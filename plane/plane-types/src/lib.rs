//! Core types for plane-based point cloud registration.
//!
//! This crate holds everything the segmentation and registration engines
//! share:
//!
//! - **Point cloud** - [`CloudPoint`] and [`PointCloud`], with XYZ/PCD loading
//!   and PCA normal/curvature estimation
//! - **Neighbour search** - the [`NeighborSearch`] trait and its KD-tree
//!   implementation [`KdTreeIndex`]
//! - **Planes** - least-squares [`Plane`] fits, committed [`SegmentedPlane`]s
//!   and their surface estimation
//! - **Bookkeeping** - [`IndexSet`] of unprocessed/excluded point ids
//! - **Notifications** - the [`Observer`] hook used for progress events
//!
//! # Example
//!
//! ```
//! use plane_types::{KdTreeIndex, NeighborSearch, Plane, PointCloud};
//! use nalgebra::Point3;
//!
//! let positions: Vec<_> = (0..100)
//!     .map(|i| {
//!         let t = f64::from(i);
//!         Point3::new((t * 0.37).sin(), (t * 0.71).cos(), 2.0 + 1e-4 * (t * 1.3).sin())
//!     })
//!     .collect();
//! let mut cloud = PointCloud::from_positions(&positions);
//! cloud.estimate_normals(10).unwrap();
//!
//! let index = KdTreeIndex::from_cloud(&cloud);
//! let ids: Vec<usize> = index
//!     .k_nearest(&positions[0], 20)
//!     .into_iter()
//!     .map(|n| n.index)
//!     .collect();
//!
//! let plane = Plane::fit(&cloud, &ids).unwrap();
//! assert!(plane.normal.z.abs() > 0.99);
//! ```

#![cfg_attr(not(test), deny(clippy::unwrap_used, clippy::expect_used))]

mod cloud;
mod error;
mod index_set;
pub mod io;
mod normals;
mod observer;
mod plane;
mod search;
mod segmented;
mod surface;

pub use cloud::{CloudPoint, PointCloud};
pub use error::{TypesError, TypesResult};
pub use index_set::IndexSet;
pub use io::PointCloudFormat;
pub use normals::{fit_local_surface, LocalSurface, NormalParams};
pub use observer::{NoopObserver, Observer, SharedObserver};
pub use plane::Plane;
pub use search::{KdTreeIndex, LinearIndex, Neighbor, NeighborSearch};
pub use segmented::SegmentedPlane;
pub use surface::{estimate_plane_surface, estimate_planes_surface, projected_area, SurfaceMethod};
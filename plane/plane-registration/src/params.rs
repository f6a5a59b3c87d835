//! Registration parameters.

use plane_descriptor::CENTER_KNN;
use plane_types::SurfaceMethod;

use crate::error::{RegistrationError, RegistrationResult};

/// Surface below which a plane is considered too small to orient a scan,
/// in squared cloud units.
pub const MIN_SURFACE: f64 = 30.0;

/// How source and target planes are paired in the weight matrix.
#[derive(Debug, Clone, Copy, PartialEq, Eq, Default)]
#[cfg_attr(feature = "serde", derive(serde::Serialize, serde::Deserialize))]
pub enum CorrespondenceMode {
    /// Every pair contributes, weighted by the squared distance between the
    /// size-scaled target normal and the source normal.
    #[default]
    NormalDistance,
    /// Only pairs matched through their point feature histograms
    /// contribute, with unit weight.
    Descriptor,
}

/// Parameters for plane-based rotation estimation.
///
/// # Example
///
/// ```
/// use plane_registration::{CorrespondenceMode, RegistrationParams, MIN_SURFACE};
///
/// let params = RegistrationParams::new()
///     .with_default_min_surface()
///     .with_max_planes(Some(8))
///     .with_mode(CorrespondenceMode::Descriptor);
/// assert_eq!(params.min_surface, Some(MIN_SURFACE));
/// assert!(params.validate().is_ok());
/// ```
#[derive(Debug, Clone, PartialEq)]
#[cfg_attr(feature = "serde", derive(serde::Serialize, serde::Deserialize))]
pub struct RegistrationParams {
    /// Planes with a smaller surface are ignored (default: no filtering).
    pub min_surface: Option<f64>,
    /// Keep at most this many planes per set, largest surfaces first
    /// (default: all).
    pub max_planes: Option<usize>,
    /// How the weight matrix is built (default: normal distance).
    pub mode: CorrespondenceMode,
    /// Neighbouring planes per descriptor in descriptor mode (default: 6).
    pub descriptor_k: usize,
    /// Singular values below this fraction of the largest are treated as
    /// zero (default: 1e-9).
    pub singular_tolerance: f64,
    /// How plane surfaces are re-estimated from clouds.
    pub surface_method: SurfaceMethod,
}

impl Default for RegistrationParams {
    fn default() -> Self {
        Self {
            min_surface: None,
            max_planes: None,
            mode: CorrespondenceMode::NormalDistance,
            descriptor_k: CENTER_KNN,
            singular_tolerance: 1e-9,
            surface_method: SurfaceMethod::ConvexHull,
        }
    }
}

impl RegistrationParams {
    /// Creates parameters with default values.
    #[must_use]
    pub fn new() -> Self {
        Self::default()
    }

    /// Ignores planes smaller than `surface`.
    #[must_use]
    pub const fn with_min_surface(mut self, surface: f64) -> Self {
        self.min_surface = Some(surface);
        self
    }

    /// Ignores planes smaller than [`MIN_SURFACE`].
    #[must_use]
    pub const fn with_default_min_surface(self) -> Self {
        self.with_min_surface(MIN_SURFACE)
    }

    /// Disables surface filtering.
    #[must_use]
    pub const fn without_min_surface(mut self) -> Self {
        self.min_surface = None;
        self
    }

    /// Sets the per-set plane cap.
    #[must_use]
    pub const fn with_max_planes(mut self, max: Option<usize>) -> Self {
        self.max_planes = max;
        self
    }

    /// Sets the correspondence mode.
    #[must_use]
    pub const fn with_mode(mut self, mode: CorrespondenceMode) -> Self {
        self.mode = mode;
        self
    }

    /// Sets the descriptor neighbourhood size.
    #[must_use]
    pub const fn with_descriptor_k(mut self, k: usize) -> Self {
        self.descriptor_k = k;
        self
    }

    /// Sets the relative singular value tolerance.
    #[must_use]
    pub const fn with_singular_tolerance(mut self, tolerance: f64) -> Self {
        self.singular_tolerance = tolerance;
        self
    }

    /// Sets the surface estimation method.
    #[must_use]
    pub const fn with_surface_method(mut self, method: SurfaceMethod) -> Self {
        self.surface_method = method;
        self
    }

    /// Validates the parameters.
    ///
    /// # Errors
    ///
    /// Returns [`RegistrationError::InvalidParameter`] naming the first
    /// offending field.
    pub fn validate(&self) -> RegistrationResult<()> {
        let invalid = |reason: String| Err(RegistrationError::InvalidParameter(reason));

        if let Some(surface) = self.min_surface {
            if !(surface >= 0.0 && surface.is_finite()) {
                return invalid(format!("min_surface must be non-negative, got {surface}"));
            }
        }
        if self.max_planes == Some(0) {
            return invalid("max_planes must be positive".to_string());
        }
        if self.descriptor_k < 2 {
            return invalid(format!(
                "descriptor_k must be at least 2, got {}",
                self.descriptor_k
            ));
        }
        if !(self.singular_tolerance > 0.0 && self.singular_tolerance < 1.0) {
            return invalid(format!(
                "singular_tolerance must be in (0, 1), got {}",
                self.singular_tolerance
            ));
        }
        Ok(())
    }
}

---+---

→ YOUR GOAL
Could you report how many lines of the listing contain the word "Debug"? Only the number is needed.

→ WRITTEN SOLUTION
2